Yet still she wavered, unwilling to intrude on this private moment. She looked around, shifting from one foot to the other, searching for any other more likely looking couple. There was a party of Japanese students lining the edge of the boardwalk, and an Italian family seated at a nearby table enjoying gelati and then there was a man in a white shirt with his jacket slung over his shoulder standing with his back to her.

Her eyes almost skated over him.

Almost.

All too soon they skated back. He stood tall and dark and somehow compelling, even from this angle, and when he turned his head to talk to the slim woman Angie had missed standing beside him, his profile only added to his appeal. A strong nose and jaw, and a dark slash of brows atop eyes that seemed focused on the woman beside him.
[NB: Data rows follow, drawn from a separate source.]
//! In-memory ISO 19115 metadata record
//!
//! A record is assembled once per invocation from the dataset properties and
//! the organization profile, then handed to each exporter unchanged.

use chrono::{DateTime, NaiveDate, Utc};
use serde::Serialize;
use uuid::Uuid;

use super::dataset::{CellGeometry, DatasetReference, DatasetType, SpatialReference, ValueRange};
use crate::geo::{geographic_bounds, GeographicBoundingBox};
use crate::profile::{
    format_number, KeywordGroup, Organization, OrganizationProfile, TemplateContext,
};

pub const METADATA_STANDARD_NAME: &str = "ISO 19115:2003/19139";
pub const METADATA_STANDARD_VERSION: &str = "1.0";

/// Namespaces every ISO 19139 document declares
pub const ISO_NAMESPACES: [(&str, &str); 6] = [
    ("gmd", "http://www.isotc211.org/2005/gmd"),
    ("gco", "http://www.isotc211.org/2005/gco"),
    ("gml", "http://www.opengis.net/gml/3.2"),
    ("gmx", "http://www.isotc211.org/2005/gmx"),
    ("xlink", "http://www.w3.org/1999/xlink"),
    ("xsi", "http://www.w3.org/2001/XMLSchema-instance"),
];

pub const ISO_SCHEMA_LOCATION: &str =
    "http://www.isotc211.org/2005/gmd http://schemas.opengis.net/iso/19139/20070417/gmd/gmd.xsd";

#[derive(Debug, Clone, PartialEq, Serialize)]
pub struct MetadataRecord {
    pub file_identifier: Uuid,

    /// ISO 639-2 code
    pub language: String,

    pub character_set: String,

    /// MD_ScopeCode of the described resource
    pub hierarchy_level: String,

    pub contact: ResponsibleParty,

    /// Generation timestamp; the only value that differs between runs
    pub date_stamp: DateTime<Utc>,

    pub metadata_standard_name: String,
    pub metadata_standard_version: String,

    /// Prefix/URI pairs, ISO namespaces first then profile extras
    pub namespaces: Vec<(String, String)>,

    pub grid: GridRepresentation,

    pub reference_system: SpatialReference,

    pub identification: Identification,

    pub content: ContentDescription,

    pub distribution: Distribution,

    pub lineage: String,
}

#[derive(Debug, Clone, PartialEq, Serialize)]
pub struct ResponsibleParty {
    pub organisation_name: String,
    pub individual_name: Option<String>,
    pub position_name: Option<String>,
    pub phone: Option<String>,
    pub email: Option<String>,
    pub address: Option<String>,
    pub city: Option<String>,
    pub postal_code: Option<String>,
    pub country: Option<String>,
    pub website: Option<String>,

    /// CI_RoleCode
    pub role: String,
}

impl ResponsibleParty {
    fn from_organization(org: &Organization, role: &str) -> Self {
        Self {
            organisation_name: org.name.clone(),
            individual_name: org.individual_name.clone(),
            position_name: org.position_name.clone(),
            phone: org.phone.clone(),
            email: org.email.clone(),
            address: org.address.clone(),
            city: org.city.clone(),
            postal_code: org.postal_code.clone(),
            country: org.country.clone(),
            website: org.website.clone(),
            role: role.to_string(),
        }
    }

    pub fn has_contact_info(&self) -> bool {
        self.phone.is_some()
            || self.email.is_some()
            || self.address.is_some()
            || self.city.is_some()
            || self.postal_code.is_some()
            || self.country.is_some()
            || self.website.is_some()
    }
}

/// MD_GridSpatialRepresentation
#[derive(Debug, Clone, PartialEq, Serialize)]
pub struct GridRepresentation {
    pub columns: u32,
    pub rows: u32,
    pub cell_size_x: f64,
    pub cell_size_y: f64,

    /// Unit of the cell sizes ("m" or "deg")
    pub unit: String,

    pub cell_geometry: CellGeometry,
}

#[derive(Debug, Clone, PartialEq, Serialize)]
pub struct Identification {
    pub title: String,

    /// Revision date of the resource, taken from the dataset file
    pub citation_date: Option<NaiveDate>,

    #[serde(rename = "abstract")]
    pub abstract_text: String,

    pub purpose: Option<String>,

    pub point_of_contact: ResponsibleParty,

    pub browse_graphic: Option<BrowseGraphic>,

    pub keywords: Vec<KeywordGroup>,

    pub use_limitation: Option<String>,

    pub access_constraints: Option<String>,

    /// Ground distance of one cell
    pub spatial_resolution: f64,

    pub resolution_unit: String,

    pub language: String,

    pub topic_categories: Vec<String>,

    pub extent: Extent,
}

/// MD_BrowseGraphic: the companion thumbnail
#[derive(Debug, Clone, PartialEq, Serialize)]
pub struct BrowseGraphic {
    pub file_name: String,
    pub description: String,
    pub file_type: String,
}

/// EX_Extent
#[derive(Debug, Clone, PartialEq, Serialize)]
pub struct Extent {
    /// Native-CRS bounds in words, always present
    pub description: String,

    pub geographic: Option<GeographicBoundingBox>,

    /// Elevation range, for terrain models
    pub vertical: Option<ValueRange>,
}

/// MD_CoverageDescription
#[derive(Debug, Clone, PartialEq, Serialize)]
pub struct ContentDescription {
    /// MD_CoverageContentTypeCode
    pub content_type: String,

    pub band_count: u16,

    pub sample_format: String,

    pub value_range: Option<ValueRange>,
}

#[derive(Debug, Clone, PartialEq, Serialize)]
pub struct Distribution {
    pub format_name: String,
    pub format_version: String,

    /// Transfer size in megabytes
    pub transfer_size_mb: f64,
}

/// Everything a record is assembled from
#[derive(Debug, Clone, Copy)]
pub struct RecordInput<'a> {
    pub dataset: &'a DatasetReference,
    pub profile: &'a OrganizationProfile,
    pub value_range: Option<ValueRange>,
    pub browse_graphic: Option<&'a BrowseGraphic>,
    pub generated_at: DateTime<Utc>,
}

impl MetadataRecord {
    pub fn assemble(input: RecordInput<'_>) -> Self {
        let RecordInput { dataset, profile, value_range, browse_graphic, generated_at } = input;
        let props = &dataset.properties;
        let org = &profile.organization;
        let preset = profile.preset(dataset.dataset_type);
        let context = TemplateContext::for_dataset(dataset);

        let file_name = dataset
            .path
            .file_name()
            .map(|n| n.to_string_lossy().into_owned())
            .unwrap_or_else(|| dataset.base_name.clone());
        let identifier_seed = format!("{}:{}", dataset.dataset_type.tag(), file_name);
        let file_identifier = Uuid::new_v5(&org.identifier_namespace, identifier_seed.as_bytes());

        let mut namespaces: Vec<(String, String)> = ISO_NAMESPACES
            .iter()
            .map(|(prefix, uri)| (prefix.to_string(), uri.to_string()))
            .collect();
        namespaces.extend(org.namespaces.iter().map(|(p, u)| (p.clone(), u.clone())));

        let unit = props.spatial_reference.resolution_unit().to_string();
        let (min, max) = (props.extent.min(), props.extent.max());
        let extent = Extent {
            description: format!(
                "{} (min x, min y, max x, max y): {}, {}, {}, {}",
                props.spatial_reference.identifier(),
                format_number(min.x),
                format_number(min.y),
                format_number(max.x),
                format_number(max.y),
            ),
            geographic: geographic_bounds(&props.extent, &props.spatial_reference),
            vertical: match dataset.dataset_type {
                DatasetType::Terrain => value_range,
                DatasetType::Orthoimage => None,
            },
        };

        let content_type = match dataset.dataset_type {
            DatasetType::Terrain => "physicalMeasurement",
            DatasetType::Orthoimage => "image",
        };

        Self {
            file_identifier,
            language: org.language.clone(),
            character_set: "utf8".to_string(),
            hierarchy_level: "dataset".to_string(),
            contact: ResponsibleParty::from_organization(org, "pointOfContact"),
            date_stamp: generated_at,
            metadata_standard_name: METADATA_STANDARD_NAME.to_string(),
            metadata_standard_version: METADATA_STANDARD_VERSION.to_string(),
            namespaces,
            grid: GridRepresentation {
                columns: props.width,
                rows: props.height,
                cell_size_x: props.resolution.x,
                cell_size_y: props.resolution.y,
                unit: unit.clone(),
                cell_geometry: props.cell_geometry,
            },
            reference_system: props.spatial_reference.clone(),
            identification: Identification {
                title: context.render(&preset.title),
                citation_date: props.modified,
                abstract_text: context.render(&preset.abstract_text),
                purpose: preset.purpose.as_deref().map(|p| context.render(p)),
                point_of_contact: ResponsibleParty::from_organization(org, "originator"),
                browse_graphic: browse_graphic.cloned(),
                keywords: preset.keywords.clone(),
                use_limitation: preset.use_limitation.as_deref().map(|u| context.render(u)),
                access_constraints: preset.access_constraints.clone(),
                spatial_resolution: props.resolution.distance(),
                resolution_unit: unit,
                language: org.language.clone(),
                topic_categories: preset.topic_categories.clone(),
                extent,
            },
            content: ContentDescription {
                content_type: content_type.to_string(),
                band_count: props.band_count,
                sample_format: props.sample_format.clone(),
                value_range,
            },
            distribution: Distribution {
                format_name: props.format_name.clone(),
                format_version: "1.0".to_string(),
                transfer_size_mb: (props.file_size as f64 / 1_048_576.0 * 1000.0).round() / 1000.0,
            },
            lineage: context.render(&preset.lineage),
        }
    }

    /// Every keyword embedded in the record, in order
    pub fn keywords(&self) -> Vec<&str> {
        self.identification
            .keywords
            .iter()
            .flat_map(|g| g.keywords.iter().map(String::as_str))
            .collect()
    }
}

#[cfg(test)]
mod tests {
    use super::*;
    use crate::models::{CrsKind, RasterProperties, Resolution};
    use chrono::TimeZone;
    use geo::{coord, Rect};
    use std::path::PathBuf;

    fn dataset(dataset_type: DatasetType) -> DatasetReference {
        DatasetReference {
            path: PathBuf::from("/data/sheet_0559.tif"),
            base_name: "sheet_0559".to_string(),
            dataset_type,
            properties: RasterProperties {
                width: 2000,
                height: 1500,
                band_count: if dataset_type == DatasetType::Terrain { 1 } else { 3 },
                sample_format: "float32".to_string(),
                bits_per_sample: 32,
                spatial_reference: SpatialReference::from_epsg(25830, CrsKind::Projected),
                extent: Rect::new(
                    coord! { x: 430_000.0, y: 4_465_000.0 },
                    coord! { x: 440_000.0, y: 4_472_500.0 },
                ),
                resolution: Resolution { x: 5.0, y: 5.0 },
                nodata: None,
                cell_geometry: CellGeometry::Area,
                format_name: "GeoTIFF".to_string(),
                file_size: 2_097_152,
                modified: NaiveDate::from_ymd_opt(2023, 11, 20),
            },
        }
    }

    fn assemble(dataset: &DatasetReference, profile: &OrganizationProfile) -> MetadataRecord {
        MetadataRecord::assemble(RecordInput {
            dataset,
            profile,
            value_range: Some(ValueRange { min: 512.5, max: 874.0 }),
            browse_graphic: None,
            generated_at: Utc.with_ymd_and_hms(2024, 3, 1, 12, 0, 0).unwrap(),
        })
    }

    #[test]
    fn test_terrain_record_uses_terrain_preset() {
        let profile = OrganizationProfile::default();
        let record = assemble(&dataset(DatasetType::Terrain), &profile);

        assert_eq!(record.keywords(), profile.presets.terrain.all_keywords());
        assert_eq!(record.identification.title, "Digital terrain model sheet_0559");
        assert_eq!(record.identification.topic_categories, vec!["elevation"]);
        assert_eq!(record.content.content_type, "physicalMeasurement");
        assert_eq!(
            record.identification.extent.vertical,
            Some(ValueRange { min: 512.5, max: 874.0 })
        );
    }

    #[test]
    fn test_orthoimage_record_uses_orthoimage_preset() {
        let profile = OrganizationProfile::default();
        let record = assemble(&dataset(DatasetType::Orthoimage), &profile);

        assert_eq!(record.keywords(), profile.presets.orthoimage.all_keywords());
        assert!(!record.keywords().contains(&"Elevation"));
        assert_eq!(record.content.content_type, "image");
        assert_eq!(record.identification.extent.vertical, None);
    }

    #[test]
    fn test_file_identifier_is_stable_and_type_specific() {
        let profile = OrganizationProfile::default();
        let a = assemble(&dataset(DatasetType::Terrain), &profile);
        let b = assemble(&dataset(DatasetType::Terrain), &profile);
        let c = assemble(&dataset(DatasetType::Orthoimage), &profile);

        assert_eq!(a.file_identifier, b.file_identifier);
        assert_ne!(a.file_identifier, c.file_identifier);
    }

    #[test]
    fn test_file_identifier_includes_extension() {
        let profile = OrganizationProfile::default();
        let tif = dataset(DatasetType::Terrain);
        let mut tiff = dataset(DatasetType::Terrain);
        tiff.path = PathBuf::from("/data/sheet_0559.tiff");

        assert_ne!(assemble(&tif, &profile).file_identifier, assemble(&tiff, &profile).file_identifier);
    }

    #[test]
    fn test_namespaces_include_profile_extras() {
        let mut profile = OrganizationProfile::default();
        profile
            .organization
            .namespaces
            .insert("ign".to_string(), "http://www.ign.es/metadata".to_string());
        let record = assemble(&dataset(DatasetType::Terrain), &profile);

        assert_eq!(record.namespaces[0].0, "gmd");
        assert_eq!(record.namespaces.last().unwrap().0, "ign");
    }

    #[test]
    fn test_extent_and_grid() {
        let profile = OrganizationProfile::default();
        let record = assemble(&dataset(DatasetType::Terrain), &profile);

        assert_eq!(record.grid.columns, 2000);
        assert_eq!(record.grid.unit, "m");
        assert!(record.identification.extent.description.starts_with("EPSG:25830"));
        assert!(record.identification.extent.geographic.is_some());
        assert_eq!(record.distribution.transfer_size_mb, 2.0);
    }
}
Another couple, she surmised, and way too unlikely. The woman looked cool and collected and nowhere near anxious enough to be meeting the woman inadvertently carrying her child, while surely he was too perfect, too virile-looking. For even while she knew fertility had nothing to do with looks, somehow the prospect that this man needed help seemed too far-fetched. Her eyes slipped away. And then she heard a cry of anguish and turned in time to see the woman on the bench jump up, the man reaching for her hand to stop her.

Guilt consumed her. She shouldn’t have been so late. She should never have hesitated and added to her distress. She dragged in air, desperate to find a way through the sudden tangle her nerves had become, forcing herself to take the few tentative steps towards the couple.

‘Over there. Could that be them?’

Dominic’s eyes followed in the direction Simone indicated, settling on a couple sitting at a table not far away. He sucked in air. Could this be the woman who’d called? Was the man sitting alongside her husband? They were clearly not tourists, not the way they were dressed, and the woman’s expression, her tightly drawn features and reddened eyes signalled that something was definitely not right between them.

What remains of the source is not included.